» **Work instruction**
Every line below must be reproduced exactly. Copy them all.

*** Opening Recorded data ***

//! Generic spool wrapper around a [`BackingStore`]
//!
//! `Spool<S>` adds lifecycle (`init`/`serve`) around a bare backing store so
//! callers that need directory setup (the file backend) and callers that
//! don't (the memory backend) share the same shape.

use crate::{backends::MemoryBackingStore, backends::file::FileBackingStore, r#trait::BackingStore};

/// A backing store plus its lifecycle hooks
#[derive(Debug, Clone)]
pub struct Spool<S: BackingStore> {
    store: S,
}

impl<S: BackingStore> Spool<S> {
    /// Wrap a backing store
    pub const fn new(store: S) -> Self {
        Self { store }
    }

    /// Access the underlying backing store
    pub const fn store(&self) -> &S {
        &self.store
    }
}

impl Spool<FileBackingStore> {
    /// Ensure the spool directory exists and is writable
    ///
    /// # Errors
    /// Returns an error if the directory cannot be created or is not a directory.
    pub fn init(&mut self) -> crate::Result<()> {
        self.store.ensure_directory()
    }

    /// Run until a shutdown signal is received.
    ///
    /// The file backend has no background work of its own (every operation
    /// is self-contained), so this simply waits for shutdown.
    ///
    /// # Errors
    /// Returns an error only if the shutdown channel itself errors.
    pub async fn serve(
        &self,
        mut shutdown: tokio::sync::broadcast::Receiver<empath_common::Signal>,
    ) -> crate::Result<()> {
        let _ = shutdown.recv().await;
        Ok(())
    }
}

impl Spool<MemoryBackingStore> {
    /// No-op: the in-memory store needs no directory setup.
    pub const fn init(&mut self) -> crate::Result<()> {
        Ok(())
    }

    /// Run until a shutdown signal is received.
    ///
    /// # Errors
    /// Returns an error only if the shutdown channel itself errors.
    pub async fn serve(
        &self,
        mut shutdown: tokio::sync::broadcast::Receiver<empath_common::Signal>,
    ) -> crate::Result<()> {
        let _ = shutdown.recv().await;
        Ok(())
    }
}

/// A production, file-backed spool
pub type FileSpool = Spool<FileBackingStore>;

/// An in-memory spool, used in tests and for transient message handling
pub type MemorySpool = Spool<MemoryBackingStore>;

*** Closing Recorded data ***

» **Expected output**
//! Generic spool wrapper around a [`BackingStore`]
//!
//! `Spool<S>` adds lifecycle (`init`/`serve`) around a bare backing store so
//! callers that need directory setup (the file backend) and callers that
//! don't (the memory backend) share the same shape.

use crate::{backends::MemoryBackingStore, backends::file::FileBackingStore, r#trait::BackingStore};

/// A backing store plus its lifecycle hooks
#[derive(Debug, Clone)]
pub struct Spool<S: BackingStore> {
    store: S,
}

impl<S: BackingStore> Spool<S> {
    /// Wrap a backing store
    pub const fn new(store: S) -> Self {
        Self { store }
    }

    /// Access the underlying backing store
    pub const fn store(&self) -> &S {
        &self.store
    }
}

impl Spool<FileBackingStore> {
    /// Ensure the spool directory exists and is writable
    ///
    /// # Errors
    /// Returns an error if the directory cannot be created or is not a directory.
    pub fn init(&mut self) -> crate::Result<()> {
        self.store.ensure_directory()
    }

    /// Run until a shutdown signal is received.
    ///
    /// The file backend has no background work of its own (every operation
    /// is self-contained), so this simply waits for shutdown.
    ///
    /// # Errors
    /// Returns an error only if the shutdown channel itself errors.
    pub async fn serve(
        &self,
        mut shutdown: tokio::sync::broadcast::Receiver<empath_common::Signal>,
    ) -> crate::Result<()> {
        let _ = shutdown.recv().await;
        Ok(())
    }
}

impl Spool<MemoryBackingStore> {
    /// No-op: the in-memory store needs no directory setup.
    pub const fn init(&mut self) -> crate::Result<()> {
        Ok(())
    }

    /// Run until a shutdown signal is received.
    ///
    /// # Errors
    /// Returns an error only if the shutdown channel itself errors.
    pub async fn serve(
        &self,
        mut shutdown: tokio::sync::broadcast::Receiver<empath_common::Signal>,
    ) -> crate::Result<()> {
        let _ = shutdown.recv().await;
        Ok(())
    }
}

/// A production, file-backed spool
pub type FileSpool = Spool<FileBackingStore>;

/// An in-memory spool, used in tests and for transient message handling
pub type MemorySpool = Spool<MemoryBackingStore>;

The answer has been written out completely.